STATE INHERITANCE TAX – ANOTHER DANGER OF DO-IT-YOURSELF PLANNING
An elderly couple recently learned the hard way that do-it-yourself disability planning can have serious unintended consequences. Like many people before them, the couple followed the advice of friends, their friendly neighborhood banker, or (our favorite) “Marge” at Burger King, and added their daughter’s name to their bank account. This was their way of ensuring that someone would be able to handle their finances if one or both of them became disabled.
No one, not even the bank where the account was located, thought to tell the couple that they had essentially made their daughter a one-third owner of the account. The couple didn’t find out until, after the untimely death of their daughter, they discovered that they owed state inheritance tax on the one-third of the account that their daughter “owned” at her death.
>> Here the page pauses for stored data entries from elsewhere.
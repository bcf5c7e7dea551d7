//! Presentation hints
//!
//! Icons are owned by the UI; the tree only stores whatever hint the
//! resolver hands back when a node is created or renamed.

/// Derives an icon hint for a node
pub trait IIconResolver: Send + Sync {
    fn icon_for(&self, name: &str, is_dir: bool) -> Option<String>;
}

/// Resolver that never assigns an icon
#[derive(Debug, Default, Clone, Copy)]
pub struct NoIcons;

impl IIconResolver for NoIcons {
    fn icon_for(&self, _name: &str, _is_dir: bool) -> Option<String> {
        None
    }
}
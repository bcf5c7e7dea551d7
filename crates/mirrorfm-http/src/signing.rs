//! Request signatures
//!
//! Every request body is signed with HMAC-SHA1. The key is not the shared
//! secret itself: the secret is XORed byte-wise with the decimal ASCII
//! rendering of the body length, repeated as often as needed. The base64
//! encoded digest goes into the `Authorization` header.

use base64::{engine::general_purpose::STANDARD as BASE64, Engine as _};
use hmac::{Hmac, Mac};
use sha1::Sha1;

type HmacSha1 = Hmac<Sha1>;

/// Derives the per-request HMAC key from the secret and the body length
pub fn derive_key(secret: &[u8], body_len: usize) -> Vec<u8> {
    let stream = body_len.to_string().into_bytes();
    secret
        .iter()
        .zip(stream.iter().cycle())
        .map(|(s, k)| s ^ k)
        .collect()
}

/// Computes the `Authorization` header value for `body`
///
/// Returns an empty string when no secret is known yet.
pub fn sign(secret: Option<&str>, body: &[u8]) -> String {
    let Some(secret) = secret.filter(|s| !s.is_empty()) else {
        return String::new();
    };
    let key = derive_key(secret.as_bytes(), body.len());
    // HMAC accepts keys of any length
    let mut mac = match HmacSha1::new_from_slice(&key) {
        Ok(mac) => mac,
        Err(_) => return String::new(),
    };
    mac.update(body);
    BASE64.encode(mac.finalize().into_bytes())
}
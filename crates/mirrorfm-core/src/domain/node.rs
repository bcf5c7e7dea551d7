//! Mirror tree nodes
//!
//! A [`Node`] is either a File or a Directory. Nodes live in an arena owned
//! by the tree and refer to each other by [`NodeId`]; the `parent` field is
//! a non-owning handle used only for upward traversal.

use std::cmp::Ordering;
use std::collections::BTreeSet;
use std::fmt::{self, Display, Formatter};

use chrono::{DateTime, Utc};
use serde::{Deserialize, Serialize};

use super::path;

/// Opaque, stable identity of a node inside one tree
#[derive(Debug, Clone, Copy, PartialEq, Eq, Hash, PartialOrd, Ord, Serialize, Deserialize)]
pub struct NodeId(pub(crate) u64);

impl NodeId {
    /// Returns the raw id value
    pub fn get(self) -> u64 {
        self.0
    }
}

impl Display for NodeId {
    fn fmt(&self, f: &mut Formatter<'_>) -> fmt::Result {
        write!(f, "#{}", self.0)
    }
}

/// File or Directory specific state
#[derive(Debug, Clone, PartialEq)]
pub enum NodeKind {
    File {
        /// Size in bytes
        size: u64,
    },
    Directory {
        /// Direct children; `None` until the listing has been fetched
        children: Option<Vec<NodeId>>,
        /// Currently selected direct children
        active: BTreeSet<NodeId>,
    },
}

/// Whether a node is a file or a directory, without the payload
#[derive(Debug, Clone, Copy, PartialEq, Eq, Hash, Serialize, Deserialize)]
#[serde(rename_all = "lowercase")]
pub enum EntryType {
    File,
    Dir,
}

/// A single node of the mirror
#[derive(Debug, Clone, PartialEq)]
pub struct Node {
    pub(crate) id: NodeId,
    pub(crate) name: String,
    pub(crate) path: String,
    pub(crate) created: DateTime<Utc>,
    pub(crate) icon: Option<String>,
    pub(crate) parent: Option<NodeId>,
    pub(crate) locked: bool,
    pub(crate) upload_progress: Option<f32>,
    pub(crate) kind: NodeKind,
}

impl Node {
    pub(crate) fn new_file(
        id: NodeId,
        name: impl Into<String>,
        size: u64,
        created: DateTime<Utc>,
    ) -> Self {
        Self {
            id,
            name: name.into(),
            path: String::new(),
            created,
            icon: None,
            parent: None,
            locked: false,
            upload_progress: None,
            kind: NodeKind::File { size },
        }
    }

    pub(crate) fn new_directory(
        id: NodeId,
        name: impl Into<String>,
        created: DateTime<Utc>,
        children: Option<Vec<NodeId>>,
    ) -> Self {
        Self {
            id,
            name: name.into(),
            path: String::new(),
            created,
            icon: None,
            parent: None,
            locked: false,
            upload_progress: None,
            kind: NodeKind::Directory {
                children,
                active: BTreeSet::new(),
            },
        }
    }

    pub fn id(&self) -> NodeId {
        self.id
    }

    /// Last path segment
    pub fn name(&self) -> &str {
        &self.name
    }

    /// Absolute normalized path; directories end with `/`
    pub fn path(&self) -> &str {
        &self.path
    }

    pub fn created(&self) -> DateTime<Utc> {
        self.created
    }

    pub fn icon(&self) -> Option<&str> {
        self.icon.as_deref()
    }

    pub fn parent(&self) -> Option<NodeId> {
        self.parent
    }

    /// True while a reload of this directory's children is in flight
    pub fn is_locked(&self) -> bool {
        self.locked
    }

    /// Upload percentage (0..=100) while a transfer is running
    pub fn upload_progress(&self) -> Option<f32> {
        self.upload_progress
    }

    pub fn kind(&self) -> &NodeKind {
        &self.kind
    }

    pub fn entry_type(&self) -> EntryType {
        match self.kind {
            NodeKind::File { .. } => EntryType::File,
            NodeKind::Directory { .. } => EntryType::Dir,
        }
    }

    pub fn is_dir(&self) -> bool {
        matches!(self.kind, NodeKind::Directory { .. })
    }

    /// File size, `None` for directories
    pub fn size(&self) -> Option<u64> {
        match self.kind {
            NodeKind::File { size } => Some(size),
            NodeKind::Directory { .. } => None,
        }
    }

    /// Child ids, `None` for files and unloaded directories
    pub fn children(&self) -> Option<&[NodeId]> {
        match &self.kind {
            NodeKind::Directory {
                children: Some(children),
                ..
            } => Some(children),
            _ => None,
        }
    }

    /// True for directories whose listing has been fetched
    pub fn is_loaded(&self) -> bool {
        self.children().is_some()
    }

    /// Selected children, empty for files
    pub fn active(&self) -> Vec<NodeId> {
        match &self.kind {
            NodeKind::Directory { active, .. } => active.iter().copied().collect(),
            NodeKind::File { .. } => Vec::new(),
        }
    }

    /// Path this node would have as a child of `dir_path`
    pub(crate) fn path_under(&self, dir_path: &str) -> String {
        path::child_path(dir_path, &self.name, self.is_dir())
    }
}

/// Display order: directories before files, each group by name
pub(crate) fn display_order(a: &Node, b: &Node) -> Ordering {
    let rank = |n: &Node| u8::from(!n.is_dir());
    rank(a).cmp(&rank(b)).then_with(|| a.name.cmp(&b.name))
}
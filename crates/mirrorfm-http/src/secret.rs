//! Keyring-backed shared secret storage
//!
//! Stores the signing secret in the OS credential store (GNOME Keyring,
//! KDE Wallet, macOS Keychain) under a configurable service/user pair.

use anyhow::{Context, Result};
use mirrorfm_core::config::AuthConfig;
use mirrorfm_core::ports::ISecretStore;
use tracing::{debug, info};

/// [`ISecretStore`] backed by the system keyring
#[derive(Debug, Clone)]
pub struct KeyringSecretStore {
    service: String,
    user: String,
}

impl KeyringSecretStore {
    pub fn new(service: impl Into<String>, user: impl Into<String>) -> Self {
        Self {
            service: service.into(),
            user: user.into(),
        }
    }

    pub fn from_config(config: &AuthConfig) -> Self {
        Self::new(config.keyring_service.clone(), config.keyring_user.clone())
    }

    fn entry(&self) -> Result<keyring::Entry> {
        keyring::Entry::new(&self.service, &self.user).context("Failed to create keyring entry")
    }
}

impl ISecretStore for KeyringSecretStore {
    fn load(&self) -> Result<Option<String>> {
        match self.entry()?.get_password() {
            Ok(secret) => {
                debug!(service = %self.service, user = %self.user, "Loaded secret from keyring");
                Ok(Some(secret))
            }
            Err(keyring::Error::NoEntry) => {
                debug!(service = %self.service, user = %self.user, "No secret in keyring");
                Ok(None)
            }
            Err(e) => Err(anyhow::Error::new(e).context("Failed to read from keyring")),
        }
    }

    fn store(&self, secret: &str) -> Result<()> {
        self.entry()?
            .set_password(secret)
            .context("Failed to store secret in keyring")?;
        debug!(service = %self.service, user = %self.user, "Stored secret in keyring");
        Ok(())
    }

    fn clear(&self) -> Result<()> {
        match self.entry()?.delete_credential() {
            Ok(()) => {
                info!(service = %self.service, user = %self.user, "Cleared secret from keyring");
                Ok(())
            }
            Err(keyring::Error::NoEntry) => Ok(()),
            Err(e) => Err(anyhow::Error::new(e).context("Failed to delete from keyring")),
        }
    }
}
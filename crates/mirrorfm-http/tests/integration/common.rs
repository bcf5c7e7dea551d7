//! Shared test helpers for the backend integration tests
//!
//! Each helper starts a wiremock server standing in for the backend's
//! single endpoint (`/api`) and returns a transport pointing at it.

use std::sync::atomic::{AtomicUsize, Ordering};
use std::sync::Arc;

use mirrorfm_core::ports::IAuthChallenge;
use mirrorfm_http::SignedTransport;
use wiremock::matchers::{method, path, query_param};
use wiremock::{Mock, MockServer, Request, ResponseTemplate};

pub const ENDPOINT_PATH: &str = "/api";

/// Starts a mock backend and a transport signing with `secret`
pub async fn setup(secret: Option<&str>) -> (MockServer, SignedTransport) {
    let server = MockServer::start().await;
    let mut transport = SignedTransport::new(&format!("{}{ENDPOINT_PATH}", server.uri()))
        .expect("valid endpoint");
    if let Some(secret) = secret {
        transport = transport.with_secret(secret);
    }
    (server, transport)
}

/// Mounts a POST handler for `action`
pub async fn mount_action(server: &MockServer, action: &str, response: ResponseTemplate) {
    Mock::given(method("POST"))
        .and(path(ENDPOINT_PATH))
        .and(query_param("action", action))
        .respond_with(response)
        .mount(server)
        .await;
}

/// All requests received so far
pub async fn requests(server: &MockServer) -> Vec<Request> {
    server.received_requests().await.unwrap_or_default()
}

pub fn authorization(request: &Request) -> String {
    request
        .headers
        .get("authorization")
        .and_then(|v| v.to_str().ok())
        .unwrap_or_default()
        .to_string()
}

pub fn action_of(request: &Request) -> Option<String> {
    request
        .url
        .query_pairs()
        .find(|(k, _)| k == "action")
        .map(|(_, v)| v.into_owned())
}

/// Challenge answering with a fixed secret (or cancelling) and counting calls
pub struct ScriptedChallenge {
    answer: Option<String>,
    calls: AtomicUsize,
}

impl ScriptedChallenge {
    pub fn new(answer: Option<&str>) -> Arc<Self> {
        Arc::new(Self {
            answer: answer.map(str::to_string),
            calls: AtomicUsize::new(0),
        })
    }

    pub fn calls(&self) -> usize {
        self.calls.load(Ordering::SeqCst)
    }
}

#[async_trait::async_trait]
impl IAuthChallenge for ScriptedChallenge {
    async fn request_secret(&self) -> Option<String> {
        self.calls.fetch_add(1, Ordering::SeqCst);
        self.answer.clone()
    }
}
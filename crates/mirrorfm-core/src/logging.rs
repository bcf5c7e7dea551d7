//! Tracing subscriber setup
//!
//! `RUST_LOG` takes precedence over the configured level.

use tracing_subscriber::EnvFilter;

use crate::config::LoggingConfig;

/// Installs the global fmt subscriber described by `config`
///
/// Returns `false` if a global subscriber was already installed, which is
/// harmless (tests call this repeatedly).
pub fn init(config: &LoggingConfig) -> bool {
    let env_filter = EnvFilter::try_from_default_env()
        .unwrap_or_else(|_| EnvFilter::new(config.level.as_str()));

    let builder = tracing_subscriber::fmt()
        .with_env_filter(env_filter)
        .with_target(true);

    let result = if config.json {
        builder.json().try_init()
    } else {
        builder.try_init()
    };
    result.is_ok()
}
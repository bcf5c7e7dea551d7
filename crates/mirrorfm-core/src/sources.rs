//! Local-disk upload sources
//!
//! Implements the upload-source ports over `tokio::fs` so whole folders
//! can be uploaded without a browser.

use std::path::{Path, PathBuf};
use std::sync::Arc;

use bytes::Bytes;
use tracing::debug;

use crate::domain::FmError;
use crate::ports::{IByteSource, IDroppedEntry};

fn file_name(path: &Path) -> String {
    path.file_name()
        .map(|n| n.to_string_lossy().into_owned())
        .unwrap_or_else(|| path.to_string_lossy().into_owned())
}

/// A file on the local disk, uploaded under its own name
#[derive(Debug, Clone)]
pub struct LocalFileSource {
    path: PathBuf,
    name: String,
}

impl LocalFileSource {
    pub fn new(path: impl Into<PathBuf>) -> Self {
        let path = path.into();
        let name = file_name(&path);
        Self { path, name }
    }

    pub fn path(&self) -> &Path {
        &self.path
    }
}

#[async_trait::async_trait]
impl IByteSource for LocalFileSource {
    fn name(&self) -> &str {
        &self.name
    }

    async fn read(&self) -> Result<Bytes, FmError> {
        let data = tokio::fs::read(&self.path).await?;
        Ok(Bytes::from(data))
    }
}

/// A file or directory on the local disk, seen as a drop entry
#[derive(Debug, Clone)]
pub struct LocalDropEntry {
    path: PathBuf,
    name: String,
    is_dir: bool,
}

impl LocalDropEntry {
    /// Inspects `path`, which must exist
    pub async fn open(path: impl Into<PathBuf>) -> Result<Self, FmError> {
        let path = path.into();
        let metadata = tokio::fs::metadata(&path).await?;
        Ok(Self {
            name: file_name(&path),
            is_dir: metadata.is_dir(),
            path,
        })
    }
}

#[async_trait::async_trait]
impl IDroppedEntry for LocalDropEntry {
    fn name(&self) -> &str {
        &self.name
    }

    fn is_file(&self) -> bool {
        !self.is_dir
    }

    fn is_directory(&self) -> bool {
        self.is_dir
    }

    /// Children sorted by name; entries that are neither files nor
    /// directories (sockets, broken links) are skipped
    async fn read_entries(&self) -> Result<Vec<Arc<dyn IDroppedEntry>>, FmError> {
        if !self.is_dir {
            return Err(FmError::NotADirectory(self.path.display().to_string()));
        }
        let mut entries = tokio::fs::read_dir(&self.path).await?;
        let mut children = Vec::new();
        while let Some(entry) = entries.next_entry().await? {
            let metadata = match tokio::fs::metadata(entry.path()).await {
                Ok(m) => m,
                Err(err) => {
                    debug!(path = ?entry.path(), %err, "Skipping unreadable drop entry");
                    continue;
                }
            };
            if !metadata.is_dir() && !metadata.is_file() {
                continue;
            }
            children.push(LocalDropEntry {
                name: entry.file_name().to_string_lossy().into_owned(),
                is_dir: metadata.is_dir(),
                path: entry.path(),
            });
        }
        children.sort_by(|a, b| a.name.cmp(&b.name));
        Ok(children
            .into_iter()
            .map(|c| Arc::new(c) as Arc<dyn IDroppedEntry>)
            .collect())
    }

    async fn read_bytes(&self) -> Result<Bytes, FmError> {
        if self.is_dir {
            return Err(FmError::IsADirectory(self.path.display().to_string()));
        }
        let data = tokio::fs::read(&self.path).await?;
        Ok(Bytes::from(data))
    }
}
//! Upload use case
//!
//! Normalizes every kind of upload source into a flat list of files
//! addressed by their path relative to the target directory, recreates the
//! folder structure remotely, and uploads each file with progress written
//! into its node.
//!
//! Collisions are checked before any transfer:
//! - colliding with a directory fails the item
//! - colliding with a file defers the item until one batched confirmation
//! - otherwise a placeholder node is inserted and the file uploaded at once
//!
//! Item failures never abort the batch; they are collected in the
//! returned [`UploadReport`].

use std::sync::Arc;

use tracing::{debug, info, warn};

use crate::config::UploadConfig;
use crate::domain::{path, FmError, NodeId, NodeKind};
use crate::ports::upload_source::DroppedFile;
use crate::ports::{
    EntryDescriptor, IByteSource, IConfirmPrompt, IDroppedEntry, IFilePicker, ProgressFn,
};
use crate::sources::LocalFileSource;
use crate::tree::cache::absolute;
use crate::tree::TreeCache;

/// Where the files of an upload batch come from
pub enum UploadSource {
    /// Already opened file handles
    Files(Vec<Arc<dyn IByteSource>>),
    /// An "open file" dialog, shown when the batch starts
    Picker(Arc<dyn IFilePicker>),
    /// The top-level entries of a drag-and-drop
    Drop(Vec<Arc<dyn IDroppedEntry>>),
}

/// Summary of an upload batch
#[derive(Debug, Default, Clone, PartialEq)]
pub struct UploadReport {
    /// Remote paths written successfully
    pub uploaded: Vec<String>,
    /// Colliding paths the user chose not to overwrite
    pub skipped: Vec<String>,
    /// Remote path (or drop path) and the error that stopped it
    pub failures: Vec<(String, FmError)>,
}

impl UploadReport {
    /// True when every item of the batch was uploaded
    pub fn is_complete(&self) -> bool {
        self.skipped.is_empty() && self.failures.is_empty()
    }

    fn fail(&mut self, target: String, err: FmError) {
        warn!(path = %target, error = %err, "Upload item failed");
        self.failures.push((target, err));
    }
}

/// A file waiting for transfer, with its resolved destination
struct Pending {
    remote_path: String,
    node: NodeId,
    source: Arc<dyn IByteSource>,
    placeholder: bool,
}

/// A flattened upload batch
#[derive(Default)]
struct Batch {
    files: Vec<Arc<dyn IByteSource>>,
    /// Relative paths of dropped directories, parents first
    directories: Vec<String>,
}

/// Drives uploads into the mirrored tree
pub struct UploadCoordinator {
    cache: Arc<TreeCache>,
    confirm: Arc<dyn IConfirmPrompt>,
    confirm_overwrite: bool,
}

impl UploadCoordinator {
    pub fn new(cache: Arc<TreeCache>, confirm: Arc<dyn IConfirmPrompt>) -> Self {
        Self {
            cache,
            confirm,
            confirm_overwrite: true,
        }
    }

    /// Creates a coordinator honouring the `upload` configuration section
    pub fn from_config(
        cache: Arc<TreeCache>,
        confirm: Arc<dyn IConfirmPrompt>,
        config: &UploadConfig,
    ) -> Self {
        Self::new(cache, confirm).with_confirm_overwrite(config.confirm_overwrite)
    }

    /// When disabled, colliding files are overwritten without a prompt
    pub fn with_confirm_overwrite(mut self, confirm_overwrite: bool) -> Self {
        self.confirm_overwrite = confirm_overwrite;
        self
    }

    /// Uploads a batch into the directory at `target`
    ///
    /// Fails as a whole only if the target cannot be resolved to a
    /// directory or the file picker is cancelled; everything else is
    /// reported per item.
    pub async fn upload(
        &self,
        target: &str,
        source: UploadSource,
    ) -> Result<UploadReport, FmError> {
        let target = path::as_dir(&absolute(target));
        let mut report = UploadReport::default();

        let batch = self.collect(source, &mut report).await?;
        self.cache.resolve_dir(&target).await?;
        info!(
            target = %target,
            files = batch.files.len(),
            directories = batch.directories.len(),
            "Starting upload batch"
        );

        for dir in &batch.directories {
            if let Err(e) = self.ensure_directory(&target, &path::segments(dir)).await {
                report.fail(path::child_path(&target, dir, true), e);
            }
        }

        let mut repeated = Vec::new();
        for file in batch.files {
            match self.prepare(&target, file).await {
                Ok(pending) if pending.placeholder => self.transfer(pending, &mut report).await,
                Ok(pending) => repeated.push(pending),
                Err((remote_path, e)) => report.fail(remote_path, e),
            }
        }

        if !repeated.is_empty() {
            let paths: Vec<String> = repeated.iter().map(|p| p.remote_path.clone()).collect();
            let proceed = !self.confirm_overwrite || self.confirm.confirm_overwrite(&paths).await;
            if proceed {
                for pending in repeated {
                    self.transfer(pending, &mut report).await;
                }
            } else {
                info!(count = paths.len(), "Overwrite declined, skipping colliding files");
                report.skipped.extend(paths);
            }
        }

        info!(
            target = %target,
            uploaded = report.uploaded.len(),
            skipped = report.skipped.len(),
            failed = report.failures.len(),
            "Upload batch finished"
        );
        Ok(report)
    }

    // ========================================================================
    // Normalization
    // ========================================================================

    async fn collect(
        &self,
        source: UploadSource,
        report: &mut UploadReport,
    ) -> Result<Batch, FmError> {
        match source {
            UploadSource::Files(files) => Ok(Batch {
                files,
                directories: Vec::new(),
            }),
            UploadSource::Picker(picker) => {
                let picked = picker
                    .pick_files()
                    .await
                    .ok_or_else(|| FmError::UserAborted("file picker cancelled".to_string()))?;
                let files = picked
                    .into_iter()
                    .map(|p| Arc::new(LocalFileSource::new(p)) as Arc<dyn IByteSource>)
                    .collect();
                Ok(Batch {
                    files,
                    directories: Vec::new(),
                })
            }
            UploadSource::Drop(entries) => Ok(expand_drop(entries, report).await),
        }
    }

    // ========================================================================
    // Destination resolution
    // ========================================================================

    /// Walks `segments` below `base`, creating missing directories remotely
    async fn ensure_directory(&self, base: &str, segments: &[String]) -> Result<NodeId, FmError> {
        let mut current = self.cache.resolve_dir(base).await?;
        for segment in segments {
            self.cache.ensure_loaded(current).await?;
            let existing = self.cache.read(|t| {
                t.find_child(current, segment)
                    .and_then(|id| t.get(id))
                    .map(|n| (n.id(), n.is_dir(), n.path().to_string()))
            });
            current = match existing {
                Some((id, true, _)) => id,
                Some((_, false, file_path)) => return Err(FmError::NotADirectory(file_path)),
                None => {
                    let dir_path = self
                        .cache
                        .node(current)
                        .map(|n| path::child_path(n.path(), segment, true))
                        .ok_or_else(|| FmError::NotFound(format!("node {current}")))?;
                    debug!(path = %dir_path, "Creating upload directory");
                    self.cache
                        .store()
                        .mkdir(std::slice::from_ref(&dir_path), None)
                        .await?;
                    self.cache
                        .insert_entry(current, &EntryDescriptor::dir(segment.clone()), true)
                        .ok_or(FmError::NotFound(dir_path))?
                }
            };
        }
        Ok(current)
    }

    /// Resolves a file's destination and checks it for collisions
    ///
    /// Non-colliding files get a placeholder node right away. Errors carry
    /// the remote path the file was headed for.
    async fn prepare(
        &self,
        target: &str,
        source: Arc<dyn IByteSource>,
    ) -> Result<Pending, (String, FmError)> {
        let relative = source
            .relative_path()
            .map(path::segments)
            .filter(|s| !s.is_empty())
            .unwrap_or_else(|| vec![source.name().to_string()]);
        let (name, dirs) = match relative.split_last() {
            Some((name, dirs)) => (name.clone(), dirs.to_vec()),
            None => (source.name().to_string(), Vec::new()),
        };
        let intended = path::normalize(&format!("{target}{}", relative.join("/")));

        let dir = self
            .ensure_directory(target, &dirs)
            .await
            .map_err(|e| (intended.clone(), e))?;
        let existing = self.cache.read(|t| {
            t.find_child(dir, &name)
                .and_then(|id| t.get(id))
                .map(|n| (n.id(), n.is_dir(), n.path().to_string()))
        });

        match existing {
            Some((_, true, dir_path)) => Err((intended, FmError::IsADirectory(dir_path))),
            Some((id, false, remote_path)) => Ok(Pending {
                remote_path,
                node: id,
                source,
                placeholder: false,
            }),
            None => {
                let node = self
                    .cache
                    .insert_entry(dir, &EntryDescriptor::file(name, 0), false)
                    .ok_or_else(|| (intended.clone(), FmError::NotFound(intended.clone())))?;
                let remote_path = self.cache.write(|t| {
                    t.get_mut(node).map(|n| {
                        n.upload_progress = Some(0.0);
                        n.path().to_string()
                    })
                });
                Ok(Pending {
                    remote_path: remote_path.unwrap_or(intended),
                    node,
                    source,
                    placeholder: true,
                })
            }
        }
    }

    // ========================================================================
    // Transfer
    // ========================================================================

    async fn transfer(&self, pending: Pending, report: &mut UploadReport) {
        let Pending {
            remote_path,
            node,
            source,
            placeholder,
        } = pending;

        self.cache.write(|t| {
            if let Some(n) = t.get_mut(node) {
                n.upload_progress = Some(0.0);
            }
        });

        let result = match source.read().await {
            Ok(data) => {
                let size = data.len() as u64;
                debug!(path = %remote_path, size, "Uploading file");
                self.cache
                    .store()
                    .upload(&remote_path, data, Some(self.progress_for(node)))
                    .await
                    .map(|()| size)
            }
            Err(e) => Err(e),
        };

        match result {
            Ok(size) => {
                self.cache.write(|t| {
                    if let Some(n) = t.get_mut(node) {
                        n.upload_progress = None;
                        n.kind = NodeKind::File { size };
                    }
                });
                report.uploaded.push(remote_path);
            }
            Err(e) => {
                self.cache.write(|t| {
                    if placeholder {
                        t.remove_subtree(node);
                    } else if let Some(n) = t.get_mut(node) {
                        n.upload_progress = None;
                    }
                });
                report.fail(remote_path, e);
            }
        }
    }

    fn progress_for(&self, node: NodeId) -> ProgressFn {
        let cache = Arc::clone(&self.cache);
        Box::new(move |sent, total| {
            cache.write(|t| {
                if let Some(n) = t.get_mut(node) {
                    if n.upload_progress.is_some() {
                        n.upload_progress = Some(percent(sent, total));
                    }
                }
            });
        })
    }
}

fn percent(sent: u64, total: u64) -> f32 {
    if total == 0 {
        return 100.0;
    }
    (sent.min(total) as f64 * 100.0 / total as f64) as f32
}

/// Flattens a drop into files addressed by their path inside the drop
///
/// A directory that cannot be listed is reported and its subtree skipped.
async fn expand_drop(entries: Vec<Arc<dyn IDroppedEntry>>, report: &mut UploadReport) -> Batch {
    let mut batch = Batch::default();
    let mut stack: Vec<(String, Arc<dyn IDroppedEntry>)> = entries
        .into_iter()
        .rev()
        .map(|e| (e.name().to_string(), e))
        .collect();

    while let Some((relative, entry)) = stack.pop() {
        if entry.is_file() {
            batch
                .files
                .push(Arc::new(DroppedFile::new(relative, entry)) as Arc<dyn IByteSource>);
        } else if entry.is_directory() {
            match entry.read_entries().await {
                Ok(children) => {
                    for child in children.into_iter().rev() {
                        let child_path = format!("{relative}/{}", child.name());
                        stack.push((child_path, child));
                    }
                    batch.directories.push(relative);
                }
                Err(e) => report.fail(relative, e),
            }
        }
    }
    batch
}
They had to pay thousands of dollars in taxes because state law said that the couple had “inherited” their own money!
The couple in this story lived in Pennsylvania, one of seven states with a state inheritance tax. Although Florida is not currently one of the seven (the others are Indiana, Iowa, Kentucky, Maryland, Nebraska, and New Jersey), state law is ever-changing so it is always best to consult with an attorney rather than trying to do your own estate or disability planning. With proper legal advice, the Pennsylvania couple could have achieved their objectives and saved thousands of dollars by simply executing a well-drafted durable power of attorney.